Decolonial Translation Group


Com Fanon, Ontem e Hoje, por Nelson Maldonado-Torres

Nelson Maldonado-Torres é presidente da Associação Caribenha de Filosofía.

No contexto do qüinquagésimo aniversário da morte de Frantz Fanon, este curto ensaio tenta delinear a relevância da obra do autor, dentro do contexto das contínuas mobilizações anti-colonialistas e anti-racistas no Terceiro e Primeiro Mundo. O ensaio oferece uma visão algo distinta a outras expressões recentes, tais como a de Philippe Pierre-Charles e Oliver Besancenot, e tenta establecer algumas linhas de contato com movimentos sociais atuais, tais como os “indígenas da república” na França.

Faz pouco mais de cinquenta anos que o grande pensador , veterano martiniques e argelino Frantz Fanon escreveu: “ A explosão não terá lugar hoje.É muito cedo…Ou muito tarde.” (1973:7). Fanon escreveu estas palavras após haver participado junto à resistência francesa na Segunda Guerra Mundial, antes de chegar na Argélia e unir-se à Frente de Libertação Nacional. Sua participação em ambas guerras tinha algo em comum: sua oposição ao racismo, ao imperialismo, ao colonialismo e à desumanização de uns povos por outros. Explosões houveram por todas as partes durante estas guerras e, ainda assim, a persistência dos problemas que Fanon confrontou naquele momento indicava que “a explosão” que nos levaría a um final todavía não havia chegado.E que sua chegada tampouco era certa.
Ainda hoje, cinquenta anos a partir de sua morte,  em um certo sentindo nos encontramos nestas mesmas condições existenciais e históricas. Embora seja certo que  as relações coloniais formais não são tantas nem tão óbvias como foram naquele momento, é necessário admitir que ainda existe um padrão de poder global e um universo de representações simbólicas fortemente enrraízadas na larga história das relações coloniais modernas, incluindo aquí, entre outros, o racismo, a escravidão e o genocidio modernos. Na mesma linha de Fanón, o sociólogo peruano Aníbal Quijano se refere a isto como a “colonialidade do poder” e a pensadora jamaicana Sylvia Wynter o novo  “propter nos”, o discurso civilizatório da modernidade

Assim, o objetivo hoje continua sendo lutar contra as relações formais de colonização, assim como desenhar estratégias de oposição e mudanças em relação às dimensões coloniais, racistas e desumanizadoras dos estados-nação e de um padrão global de poder que nao pode denominar-se meramente capitalista. Fanon mesmo nos aconselhava em seu clásico “Os condenados da terra” a evitar  concepções que reduzem o problema do colonialismo e do racismo a um problema de clase. “Nas colônias, a infraestrutura é igualmente uma superestrutura. A causa é consequência:   se é rico porque é branco, se é branco porque é rico. Por isso as análises marxistas devem modificar-se ligeiramente sempre que se aborda o sistema colonial” (1977:34). Cinquenta anos depois de sua morte,  ainda nos falta muito para entender e assimilar todas as dimensões desta sentença fanoniana sobre todos os círculos de esquerda.

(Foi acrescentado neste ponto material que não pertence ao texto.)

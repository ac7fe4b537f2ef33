//! Job handles
//!
//! A [`Handle`] is the caller's reference to a job: it configures the job
//! fluently right after acquisition and can query it later. Handles remember
//! which run of a pooled instance they were issued for, so a handle kept past
//! its job's completion goes stale instead of silently steering the next run.
//!
//! Every mutating method checks the run first; on a stale handle it does
//! nothing and logs at debug level.
//!
//! Borrowing: a job is mutably borrowed while it updates. Read its value from
//! the update callback argument, not through its own handle.

use std::cell::{Ref, RefCell, RefMut};
use std::fmt;
use std::rc::Rc;

use crate::curve::EaseCurve;
use crate::easing::Easing;
use crate::runnable::{Ease, LoopMode, Runnable};

/// Shared reference to a job instance
pub struct Handle<T: ?Sized> {
    cell: Rc<RefCell<T>>,
    generation: u32,
}

impl<T: ?Sized> Clone for Handle<T> {
    fn clone(&self) -> Self {
        Self {
            cell: self.cell.clone(),
            generation: self.generation,
        }
    }
}

impl<T: Runnable> Handle<T> {
    /// Wrap a standalone job, e.g. one driven by hand
    pub fn new(job: T) -> Self {
        Self::from_cell(Rc::new(RefCell::new(job)))
    }

    /// Erase the job type
    pub fn into_dyn(self) -> Handle<dyn Runnable> {
        let cell: Rc<RefCell<dyn Runnable>> = self.cell;
        Handle {
            cell,
            generation: self.generation,
        }
    }
}

impl<T: Runnable + ?Sized> Handle<T> {
    pub(crate) fn from_cell(cell: Rc<RefCell<T>>) -> Self {
        let generation = cell.borrow().state().generation();
        Self { cell, generation }
    }

    /// Whether the job is still on the run this handle was issued for
    pub fn is_current(&self) -> bool {
        self.cell
            .try_borrow()
            .map(|job| job.state().generation() == self.generation)
            .unwrap_or(true)
    }

    /// Mutate the job if it is still on this handle's run
    ///
    /// Returns `None` without touching the job when the handle is stale.
    pub fn with_mut<R>(&self, f: impl FnOnce(&mut T) -> R) -> Option<R> {
        let mut job = self.cell.borrow_mut();
        let current = job.state().generation();
        if current != self.generation {
            tracing::debug!(
                handle = self.generation,
                current,
                "Ignoring stale job handle"
            );
            return None;
        }
        Some(f(&mut job))
    }

    // ========================================================================
    // Fluent setup
    // ========================================================================

    /// Seconds to wait before the job starts producing output
    pub fn delay(self, seconds: f32) -> Self {
        self.with_mut(|job| job.state_mut().set_delay(seconds));
        self
    }

    /// `loops: None` repeats forever; ignored with [`LoopMode::None`]
    pub fn looping(self, mode: LoopMode, loops: Option<u32>) -> Self {
        self.with_mut(|job| job.state_mut().set_looping(mode, loops));
        self
    }

    pub fn ease(self, easing: Easing) -> Self {
        self.with_mut(|job| job.state_mut().set_ease(easing));
        self
    }

    pub fn ease_curve(self, curve: EaseCurve) -> Self {
        self.with_mut(|job| job.state_mut().set_ease(curve));
        self
    }

    pub fn ease_with(self, f: impl Fn(f32) -> f32 + 'static) -> Self {
        self.with_mut(|job| job.state_mut().set_ease(Ease::Custom(Rc::new(f))));
        self
    }

    pub fn ignore_time_scale(self, ignore: bool) -> Self {
        self.with_mut(|job| job.state_mut().set_ignore_time_scale(ignore));
        self
    }

    /// Run `f` when the job completes (or is cancelled with completion)
    pub fn on_complete(self, f: impl FnOnce() + 'static) -> Self {
        self.with_mut(|job| job.state_mut().on_complete(f));
        self
    }

    // ========================================================================
    // Control and queries
    // ========================================================================

    pub fn pause(&self) {
        self.with_mut(|job| job.state_mut().set_paused(true));
    }

    pub fn resume(&self) {
        self.with_mut(|job| job.state_mut().set_paused(false));
    }

    pub fn is_paused(&self) -> bool {
        self.cell.borrow().state().is_paused()
    }

    pub fn progress(&self) -> f32 {
        self.cell.borrow().progress()
    }

    pub fn is_complete(&self) -> bool {
        self.cell.borrow().is_complete()
    }

    pub fn total_duration(&self) -> f32 {
        self.cell.borrow().total_duration()
    }

    /// Advance a standalone job by hand
    ///
    /// A stale handle does not advance the job.
    pub fn tick(&self, dt: f32) {
        self.with_mut(|job| job.tick(dt));
    }
}

impl<T: ?Sized> Handle<T> {
    pub fn borrow(&self) -> Ref<'_, T> {
        self.cell.borrow()
    }

    /// Unchecked mutable access for the manager and owning containers
    pub(crate) fn borrow_mut(&self) -> RefMut<'_, T> {
        self.cell.borrow_mut()
    }

    pub fn with<R>(&self, f: impl FnOnce(&T) -> R) -> R {
        f(&self.cell.borrow())
    }

    /// Run generation this handle was issued for
    pub fn generation(&self) -> u32 {
        self.generation
    }

    /// Whether both handles point at the same instance
    pub fn ptr_eq<U: ?Sized>(&self, other: &Handle<U>) -> bool {
        self.addr() == other.addr()
    }

    /// Instance address, stable for the lifetime of the allocation
    pub(crate) fn addr(&self) -> usize {
        Rc::as_ptr(&self.cell) as *const () as usize
    }

    pub(crate) fn cell(&self) -> &Rc<RefCell<T>> {
        &self.cell
    }
}

impl<T: ?Sized> fmt::Debug for Handle<T> {
    fn fmt(&self, f: &mut fmt::Formatter<'_>) -> fmt::Result {
        f.debug_struct("Handle")
            .field("addr", &format_args!("{:#x}", self.addr()))
            .field("generation", &self.generation)
            .finish()
    }
}
impl TweenManager {
    pub fn new(config: ManagerConfig) -> Self {
        Self {
            inner: Rc::new(RefCell::new(ManagerInner {
                config,
                slots: SlotMap::with_key(),
                order: Vec::new(),
                by_addr: FxHashMap::default(),
                pools: FxHashMap::default(),
                pooled: 0,
                retiring: 0,
            })),
        }
    }

    /// A weak handle that does not keep the manager alive
    pub fn handle(&self) -> ManagerHandle {
        ManagerHandle {
            inner: Rc::downgrade(&self.inner),
        }
    }

    /// Get a job of type `T`, reusing a pooled instance when one exists
    ///
    /// The job joins the active set immediately and starts advancing on the
    /// next tick, so it can be configured through the returned handle first.
    /// A composite owner is stored as its root.
    pub fn acquire<T: Runnable + Default>(&self, owner: Option<&dyn Owned>) -> Result<Handle<T>> {
        let kind = TypeId::of::<T>();
        let cell = {
            let mut inner = self.inner.borrow_mut();
            if !inner.config.enabled {
                return Err(TweenError::Disabled);
            }

            let recycled = inner.pools.get_mut(&kind).and_then(|pool| pool.pop());
            match recycled {
                Some(instance) => {
                    inner.pooled -= 1;
                    instance
                        .downcast::<RefCell<T>>()
                        .map_err(|_| TweenError::TypeMismatch {
                            expected: type_name::<T>(),
                        })?
                }
                None => {
                    if let Some(max) = inner.config.job_limit() {
                        if inner.total() >= max {
                            tracing::warn!(
                                "Tween manager job limit ({}) reached; refusing to create {}",
                                max,
                                type_name::<T>()
                            );
                            return Err(TweenError::CapacityExceeded { max });
                        }
                    }
                    tracing::trace!("Allocating new {}", type_name::<T>());
                    Rc::new(RefCell::new(T::default()))
                }
            }
        };

        let handle = Handle::from_cell(cell.clone());
        let slot = Slot {
            addr: handle.addr(),
            generation: handle.generation(),
            job: cell.clone(),
            pooled: cell,
            kind,
            owner: owner.map(|owner| owner.owner_ref()),
            pending: None,
        };

        let mut inner = self.inner.borrow_mut();
        let addr = slot.addr;
        let id = inner.slots.insert(slot);
        inner.order.push(id);
        inner.by_addr.insert(addr, id);
        Ok(handle)
    }

    /// Advance every active job by `dt` seconds
    ///
    /// Jobs acquired while the tick runs start on the next one.
    pub fn tick(&self, dt: f32) {
        let (ids, time_scale, owner_checks, complete_on_owner_lost) = {
            let mut inner = self.inner.borrow_mut();
            if !inner.config.enabled {
                return;
            }
            inner.compact_order();
            (
                inner.order.clone(),
                inner.config.time_scale,
                inner.config.owner_checks,
                inner.config.complete_on_owner_lost,
            )
        };

        for id in ids {
            let (job, owner) = {
                let inner = self.inner.borrow();
                match inner.slots.get(id) {
                    Some(slot) => (slot.job.clone(), slot.owner.clone()),
                    // Finished earlier in this tick
                    None => continue,
                }
            };

            if owner_checks && owner.as_ref().is_some_and(|owner| !owner.is_alive()) {
                tracing::debug!("Job owner destroyed; stopping job");
                self.finalize(
                    id,
                    Finish::OwnerLost {
                        complete: complete_on_owner_lost,
                    },
                );
                continue;
            }

            // Borrowed by the caller that is currently running; skip this frame
            let Ok(mut guard) = job.try_borrow_mut() else {
                continue;
            };
            let scale = if guard.state().ignores_time_scale() {
                1.0
            } else {
                time_scale
            };
            let outcome = panic::catch_unwind(AssertUnwindSafe(|| {
                guard.tick(dt * scale);
                guard.is_complete()
            }));
            drop(guard);

            match outcome {
                Ok(complete) => {
                    // A cancel requested during the update outranks completion
                    let pending = self
                        .inner
                        .borrow_mut()
                        .slots
                        .get_mut(id)
                        .and_then(|slot| slot.pending.take());
                    match pending {
                        Some(how) => self.finalize(id, how),
                        None if complete => self.finalize(id, Finish::Completed),
                        None => {}
                    }
                }
                Err(_) => {
                    tracing::error!("Job panicked during update; dropping it");
                    let slot = self.inner.borrow_mut().detach(id);
                    drop(slot);
                }
            }
        }
    }

    /// Detach a job, run its finish semantics and return it to its pool
    fn finalize(&self, id: JobId, how: Finish) {
        let slot = {
            let mut inner = self.inner.borrow_mut();
            let Some(slot) = inner.slots.get_mut(id) else {
                return;
            };
            if slot.job.try_borrow_mut().is_err() {
                slot.pending = Some(how);
                return;
            }
            let Some(slot) = inner.detach(id) else {
                return;
            };
            inner.retiring += 1;
            slot
        };

        let finished = panic::catch_unwind(AssertUnwindSafe(|| slot.job.borrow_mut().finish(how)));
        let callbacks = match finished {
            Ok(callbacks) => callbacks,
            Err(_) => {
                tracing::error!("Job panicked while finishing; dropping it");
                self.inner.borrow_mut().retiring -= 1;
                return;
            }
        };
        for callback in callbacks {
            if panic::catch_unwind(AssertUnwindSafe(callback)).is_err() {
                tracing::error!("Completion callback panicked");
            }
        }

        self.retire(slot);
    }

    fn retire(&self, slot: Slot) {
        let Slot {
            job, pooled, kind, ..
        } = slot;
        let reset = panic::catch_unwind(AssertUnwindSafe(|| job.borrow_mut().reset()));
        drop(job);

        let mut inner = self.inner.borrow_mut();
        inner.retiring -= 1;
        match reset {
            Ok(()) => {
                inner.pools.entry(kind).or_default().push(pooled);
                inner.pooled += 1;
            }
            Err(_) => tracing::error!("Job panicked while resetting; dropping it"),
        }
    }

    // ========================================================================
    // Cancellation
    // ========================================================================

    /// Stop a job now
    ///
    /// Typed jobs snap to their end value. Completion callbacks run only when
    /// `invoke_completion` is set. Returns false if the handle does not refer
    /// to an active run (already finished, or recycled since). A job that is
    /// cancelled from inside its own update stops right after that update.
    pub fn cancel<T: Runnable + ?Sized>(&self, job: &Handle<T>, invoke_completion: bool) -> bool {
        let id = self.inner.borrow().lookup(job.addr(), job.generation());
        match id {
            Some(id) => {
                self.finalize(
                    id,
                    Finish::Cancelled {
                        complete: invoke_completion,
                    },
                );
                true
            }
            None => false,
        }
    }

    /// Cancel every active job attached to `owner` (or to its root)
    ///
    /// Returns the number of jobs cancelled.
    pub fn cancel_owner(&self, owner: &dyn Owned, invoke_completion: bool) -> usize {
        let target = owner.owner_ref();
        let ids: Vec<JobId> = {
            let inner = self.inner.borrow();
            inner
                .order
                .iter()
                .copied()
                .filter(|id| {
                    inner
                        .slots
                        .get(*id)
                        .and_then(|slot| slot.owner.as_ref())
                        .is_some_and(|owner| owner.same_owner(&target))
                })
                .collect()
        };
        self.cancel_ids(ids, invoke_completion)
    }

    /// Cancel every active job
    pub fn cancel_all(&self, invoke_completion: bool) -> usize {
        let ids = {
            let mut inner = self.inner.borrow_mut();
            inner.compact_order();
            inner.order.clone()
        };
        self.cancel_ids(ids, invoke_completion)
    }

    fn cancel_ids(&self, ids: Vec<JobId>, invoke_completion: bool) -> usize {
        let mut cancelled = 0;
        for id in ids {
            // Earlier callbacks in this pass may already have finished it
            if !self.inner.borrow().slots.contains_key(id) {
                continue;
            }
            self.finalize(
                id,
                Finish::Cancelled {
                    complete: invoke_completion,
                },
            );
            cancelled += 1;
        }
        cancelled
    }

    // ========================================================================
    // Queries and settings
    // ========================================================================

    pub fn active_count(&self) -> usize {
        self.inner.borrow().slots.len()
    }

    pub fn pooled_count(&self) -> usize {
        self.inner.borrow().pooled
    }

    /// Active plus pooled jobs
    pub fn total_count(&self) -> usize {
        self.inner.borrow().total()
    }

    /// Whether the handle refers to a run that is still active
    pub fn is_active<T: Runnable + ?Sized>(&self, job: &Handle<T>) -> bool {
        self.inner
            .borrow()
            .lookup(job.addr(), job.generation())
            .is_some()
    }

    /// Cap active plus pooled jobs; `None` removes the cap
    ///
    /// Lowering the cap below the current total evicts nothing; it only
    /// refuses new allocations.
    pub fn set_max_jobs(&self, max: Option<usize>) {
        let mut inner = self.inner.borrow_mut();
        let config = std::mem::take(&mut inner.config);
        inner.config = config.with_max_jobs(max);
    }

    pub fn time_scale(&self) -> f32 {
        self.inner.borrow().config.time_scale
    }

    pub fn set_time_scale(&self, time_scale: f32) {
        self.inner.borrow_mut().config.time_scale = time_scale;
    }

    pub fn is_enabled(&self) -> bool {
        self.inner.borrow().config.enabled
    }

    pub fn set_enabled(&self, enabled: bool) {
        self.inner.borrow_mut().config.enabled = enabled;
    }

    pub fn set_owner_checks(&self, enabled: bool) {
        self.inner.borrow_mut().config.owner_checks = enabled;
    }

    pub fn config(&self) -> ManagerConfig {
        self.inner.borrow().config.clone()
    }

    /// Drop every pooled instance
    pub fn clear_pool(&self) {
        let pools = {
            let mut inner = self.inner.borrow_mut();
            inner.pooled = 0;
            std::mem::take(&mut inner.pools)
        };
        drop(pools);
    }

    // ========================================================================
    // Typed acquisition
    // ========================================================================

    /// A tween that interpolates with the value type's own lerp
    pub fn tween<V: Lerp + Clone + Default + 'static>(&self) -> Result<Handle<Tween<V>>> {
        self.make_tween(None)
    }

    pub fn tween_owned<V: Lerp + Clone + Default + 'static>(
        &self,
        owner: &dyn Owned,
    ) -> Result<Handle<Tween<V>>> {
        self.make_tween(Some(owner))
    }

    fn make_tween<V: Lerp + Clone + Default + 'static>(
        &self,
        owner: Option<&dyn Owned>,
    ) -> Result<Handle<Tween<V>>> {
        let tween = self.acquire::<Tween<V>>(owner)?;
        tween.borrow_mut().use_default_lerp();
        Ok(tween)
    }

    pub fn sequence(&self) -> Result<Handle<Sequence>> {
        self.acquire(None)
    }

    pub fn sequence_owned(&self, owner: &dyn Owned) -> Result<Handle<Sequence>> {
        self.acquire(Some(owner))
    }

    /// A graph runner loaded with `graph`, not yet started
    pub fn dynamic(
        &self,
        graph: Graph,
        owner: Option<&dyn Owned>,
    ) -> Result<Handle<DynamicSequence>> {
        let runner = self.acquire::<DynamicSequence>(owner)?;
        let loaded = runner.borrow_mut().load(graph);
        if let Err(err) = loaded {
            self.cancel(&runner, false);
            return Err(err);
        }
        Ok(runner)
    }

    /// Load `graph` into a graph runner and start it
    pub fn run_graph(
        &self,
        graph: Graph,
        owner: Option<&dyn Owned>,
    ) -> Result<Handle<DynamicSequence>> {
        let runner = self.dynamic(graph, owner)?;
        if let Err(err) = runner.run() {
            self.cancel(&runner, false);
            return Err(err);
        }
        Ok(runner)
    }

    // ========================================================================
    // Property-bound tweens
    // ========================================================================

    /// Tween a property of `holder` from its current value to `to`
    ///
    /// Only a weak reference to the holder is kept; updates stop writing once
    /// it is dropped.
    pub fn tween_property<P>(
        &self,
        holder: &Rc<P::Holder>,
        property: P,
        to: P::Value,
        duration: f32,
        owner: Option<&dyn Owned>,
    ) -> Result<Handle<Tween<P::Value>>>
    where
        P: Property + 'static,
        P::Holder: 'static,
        P::Value: Clone + Default + 'static,
    {
        let tween = self.acquire::<Tween<P::Value>>(owner)?;
        let property = Rc::new(property);
        {
            let mut job = tween.borrow_mut();
            job.set_start(property.get(holder));
            job.set_end(to);
            job.set_duration(duration);

            let interpolate = property.clone();
            job.set_lerp(move |from, to, t| interpolate.lerp(from, to, t));

            let target: Weak<P::Holder> = Rc::downgrade(holder);
            job.set_on_update(move |value| {
                if let Some(holder) = target.upgrade() {
                    property.set(&holder, value);
                }
            });
        }
        Ok(tween)
    }

    /// Tween a property looked up by key in `registry`
    ///
    /// Fails with [`TweenError::Property`] if the key is unknown or was
    /// registered for a different holder or value type.
    pub fn tween_registered<H: 'static, V: Clone + Default + 'static>(
        &self,
        registry: &PropertyRegistry,
        key: &str,
        holder: &Rc<H>,
        to: V,
        duration: f32,
        owner: Option<&dyn Owned>,
    ) -> Result<Handle<Tween<V>>> {
        let property = registry.get::<H, V>(key)?;
        self.tween_property(holder, property, to, duration, owner)
    }
}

Os problemas que Fanón observou e diagnosticou nas colônias nunca foram relevantes somente nelas. A colonialidade do poder, do ser, do conhecer e do gênero ( ver os trabalhos de L.Gordon, R. Grosfoguel, M. Lugones, W. Mignolo, A. Quijano, B. de Sousa Santos, C. Walsh, y S. Wynter entre outros)  forjou-se na colônia, no barco com escravos, nas plantações, no espaço íntimo da casa, no Estado, na relação entre império e colônia, e entre centro e periferia. Dali se expandiu de múltiplas formas, de modo que hoje em dia está por todos os lados e nos afeta a todos. Ao mesmo tempo, não é estranho que a colonialidade se mostre de forma particularmente viciosa em relação a sujeitos racializados e aqueles provenientes de colônias atuais e antigas. Por isso  hoje, cinquenta anos depois da morte de Fanon, seu pensamento seja altamente relevante não apenas em relação à compreensão das dinámicas da “colonialidade global”, mas também em relação aos modos de exclusão encontrados e aos esforços de re-humanização organizados por descendentes de escravos e sujeitos coloniais, assim como de migrantes provenientes do Sul Global as metrópoles e cidades dos antigos impérios, entre outros grupos de sujeitos cuja mesma humanidade está em questão. Embora  Fanón tenha visto uma Europa que havia sido visitada recentemente por excessos de colonialidade, manifestada na hybris imperialista e racista hitleriana, hoje em dia, mais do que nunca, a Europa é frequentada por sujeitos coloniais procedentes de regiões onde se construiram elementos cruciais da colonialidade. E é em relação a estes sujeitos que  a Europa continua mostrando sua maneira usual de esconder os problemas que ela mesmo cria e que outros sofrem, e de patologizar as comunidades e os movimentos que protestam ou buscam mudanças. Algo parecido também ocorre nos Estados Unidos, com seu ataque a migrantes de fala espanhola e outras comunidades que sofrem preconceito , e não é raro encontrar atitudes parecidas entre as elites do Sul Global.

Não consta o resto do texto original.